**** DATA TO USE
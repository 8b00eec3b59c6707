//! The ordered statements that turn a fresh SQL Server into a usable
//! database with its own owner login.

use crate::provision::error::Result;
use crate::provision::mssql::escape::{escape_identifier, escape_literal, escape_user};
use crate::provision::mssql::session::SqlSession;

/// Where a step runs.
#[derive(Debug, Clone, Copy, PartialEq, Eq)]
pub enum Scope {
    /// The server's default database.
    Server,
    /// The database being provisioned (`USE` prefix).
    Database,
}

/// One rendered bootstrap statement.
#[derive(Debug, Clone, PartialEq, Eq)]
pub struct BootstrapStep {
    pub name: &'static str,
    pub scope: Scope,
    pub sql: String,
}

/// Render the plan for `database` owned by `user`.
///
/// All names are escaped here, so a name SQL Server cannot accept is
/// rejected before any container exists.
pub fn bootstrap_plan(database: &str, user: &str, password: &str) -> Result<Vec<BootstrapStep>> {
    let database = escape_identifier(database)?;
    let user = escape_user(user)?;
    let password = escape_literal(password);

    Ok(vec![
        BootstrapStep {
            name: "create database",
            scope: Scope::Server,
            sql: format!("CREATE DATABASE {database}"),
        },
        BootstrapStep {
            name: "create login",
            scope: Scope::Server,
            sql: format!("CREATE LOGIN {user} WITH PASSWORD = {password}"),
        },
        BootstrapStep {
            name: "create user",
            scope: Scope::Database,
            sql: format!("CREATE USER {user} FOR LOGIN {user}"),
        },
        BootstrapStep {
            name: "grant db_owner",
            scope: Scope::Database,
            sql: format!("ALTER ROLE db_owner ADD MEMBER {user}"),
        },
    ])
}

/// Run `steps` in order, stopping at the first failure.
pub async fn execute(session: &SqlSession<'_>, steps: &[BootstrapStep]) -> Result<()> {
    for step in steps {
        tracing::debug!(step = step.name, "Running bootstrap step");
        match step.scope {
            Scope::Server => session.run(&step.sql).await,
            Scope::Database => session.run_in_database(&step.sql).await,
        }
        .inspect_err(|e| tracing::warn!(step = step.name, error = %e, "Bootstrap step failed"))?;
    }
    Ok(())
}

#[cfg(test)]
mod tests {
    use pretty_assertions::assert_eq;
    use secrecy::SecretString;

    use super::*;
    use crate::provision::error::ProvisionError;
    use crate::provision::mssql::escape::InvalidIdentifier;
    use crate::testing::{ScriptedRunner, severity_16};

    #[test]
    fn test_plan_order_and_scope() {
        let plan = bootstrap_plan("db", "app", "it's").unwrap();
        let rendered: Vec<(Scope, &str)> = plan.iter().map(|s| (s.scope, s.sql.as_str())).collect();
        assert_eq!(
            rendered,
            vec![
                (Scope::Server, "CREATE DATABASE [db]"),
                (Scope::Server, "CREATE LOGIN [app] WITH PASSWORD = 'it''s'"),
                (Scope::Database, "CREATE USER [app] FOR LOGIN [app]"),
                (Scope::Database, "ALTER ROLE db_owner ADD MEMBER [app]"),
            ]
        );
    }

    #[test]
    fn test_control_chars_in_password_become_char_codes() {
        let plan = bootstrap_plan("db", "app", "Pass\tword12").unwrap();
        assert_eq!(
            plan[1].sql,
            "CREATE LOGIN [app] WITH PASSWORD = 'Pass' + CHAR(9) + 'word12'"
        );
    }

    #[test]
    fn test_bad_names_rejected() {
        assert!(matches!(
            bootstrap_plan("", "app", "x"),
            Err(ProvisionError::InvalidIdentifier(InvalidIdentifier::Empty))
        ));
        assert!(matches!(
            bootstrap_plan("db", &"u".repeat(128), "x"),
            Err(ProvisionError::InvalidIdentifier(InvalidIdentifier::TooLong { .. }))
        ));
    }

    #[tokio::test]
    async fn test_failure_short_circuits() {
        let runner = ScriptedRunner::new(|call| match call.sql() {
            Some(sql) if sql.contains("CREATE LOGIN") => Ok(severity_16(
                "The server principal 'app' already exists.",
            )),
            _ => Ok(Default::default()),
        });
        let password = SecretString::from("Password12".to_string());
        let session = SqlSession::new(&runner, "docker", "sqlcmd", "abc", "db", &password);
        let plan = bootstrap_plan("db", "app", "Password12").unwrap();

        let err = execute(&session, &plan).await.unwrap_err();

        assert!(matches!(err, ProvisionError::Sql { level: 16, .. }));
        assert_eq!(runner.sql_statements().len(), 2);
    }
}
********
- **ASSIGNMENT**: From the records given above, copy all lines containing "default".

- **SOLUTION FOR THIS EXERCISE**:
    /// The server's default database.
            _ => Ok(Default::default()),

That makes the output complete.